Figure 4. PTPIP51 regulated cell function through increasing mitochondrial calcium influx.

(A) Mitochondrial Ca²⁺ and (B) Cytosolic Ca²⁺ recordings of neonatal cardiomyocytes transfected with Ad-lacZ or Ad-PTPIP51 in the presence or absence of MCU inhibitor Ru360 (2 μM, for 30 min), in response to caffeine stimulation. n = 41–70 cells in each group for (A) and n = 46–100 cells in each group for (B) from five independent experiments. Bar charts show quantifications of peak amplitude. *P < 0.05versus Ad-lacZ; ^#P < 0.05 versus Ad-PTPIP51. (C) MCU protein level in sh-MCU-transfected cardiomyocytes. n = 3 independent experiments. *P < 0.05 versus sh-Scramble. (D) Mitochondrial Ca²⁺ and (E) Cytosolic Ca²⁺ recordings of neonatal cardiomyocytes transfected with Ad-lacZ, or Ad-PTPIP51 and co-transfected with sh-scramble (sh-Scra) or sh-MCU, in response to caffeine stimulation. n = 35–64 in (D) and n = 54–82 in (E) in each group from five independent experiments.

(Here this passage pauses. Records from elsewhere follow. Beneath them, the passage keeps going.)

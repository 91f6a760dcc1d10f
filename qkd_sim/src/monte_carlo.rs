//! Monte Carlo averaging over independent runs.

use crate::error::{SimError, SimResult};
use qkd_core::{pipeline, SimulationParameters};
use serde::{Deserialize, Serialize};
use tracing::info;

/// Descriptive statistics of one metric across trials.
#[derive(Debug, Clone, Copy, PartialEq, Serialize, Deserialize)]
pub struct TrialStats {
    pub mean: f64,
    /// Population standard deviation
    pub std: f64,
    pub min_val: f64,
    pub max_val: f64,
}

impl TrialStats {
    /// Computes statistics over a non-empty sample.
    pub fn from_samples(values: &[f64]) -> Option<Self> {
        if values.is_empty() {
            return None;
        }
        let n = values.len() as f64;
        let mean = values.iter().sum::<f64>() / n;
        let variance = values.iter().map(|v| (v - mean).powi(2)).sum::<f64>() / n;

        Some(Self {
            mean,
            std: variance.sqrt(),
            min_val: values.iter().copied().fold(f64::INFINITY, f64::min),
            max_val: values.iter().copied().fold(f64::NEG_INFINITY, f64::max),
        })
    }
}

/// Aggregated Monte Carlo output.
#[derive(Debug, Clone, Serialize, Deserialize)]
pub struct MonteCarloReport {
    pub trials: usize,
    pub qber: TrialStats,
    pub skr: TrialStats,
    pub sifted_key_length: TrialStats,
    pub final_key_length: TrialStats,
    /// Trials that ended SECURE
    pub secure_trials: usize,
}

/// Runs `trials` independent simulations; trial i uses seed `base + i`.
///
/// With no base seed in `params` every trial draws fresh OS entropy.
pub fn run_monte_carlo(params: &SimulationParameters, trials: usize) -> SimResult<MonteCarloReport> {
    if !(2..=100).contains(&trials) {
        return Err(SimError::invalid(format!(
            "trials must be between 2 and 100, got {}",
            trials
        )));
    }

    info!("Running {} Monte Carlo trials ({} photons each)", trials, params.photons);

    let mut qbers = Vec::with_capacity(trials);
    let mut skrs = Vec::with_capacity(trials);
    let mut sifted = Vec::with_capacity(trials);
    let mut finals = Vec::with_capacity(trials);
    let mut secure_trials = 0;

    for i in 0..trials {
        let mut trial = params.clone();
        trial.seed = params.seed.map(|seed| seed.wrapping_add(i as u64));

        let result = pipeline::run_seeded(&trial)?;
        qbers.push(result.qber);
        skrs.push(result.skr);
        sifted.push(result.sifted_key_length as f64);
        finals.push(result.final_key_length as f64);
        if result.security_status.is_secure() {
            secure_trials += 1;
        }
    }

    let stats = |values: &[f64]| {
        TrialStats::from_samples(values).ok_or_else(|| SimError::invalid("no trials ran"))
    };

    Ok(MonteCarloReport {
        trials,
        qber: stats(&qbers[..])?,
        skr: stats(&skrs[..])?,
        sifted_key_length: stats(&sifted[..])?,
        final_key_length: stats(&finals[..])?,
        secure_trials,
    })
}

Bar charts show quantifications of peak amplitude. *P < 0.05 versus Ad-lacZ + sh-scramble; ^#P < 0.05 versus Ad-PTPIP51 + sh-scramble. (F) Annexin V-PI assay by flow cytometry and (G) TUNEL staining in cardiomyocytes transfected with Ad-lacZ or Ad-PTPIP51 with/without Ru360. n = 12 (F) and n = 8 (G) independent experiments. *P < 0.05versus Ad-lacZ; ^#P < 0.05 versus Ad-PTPIP51.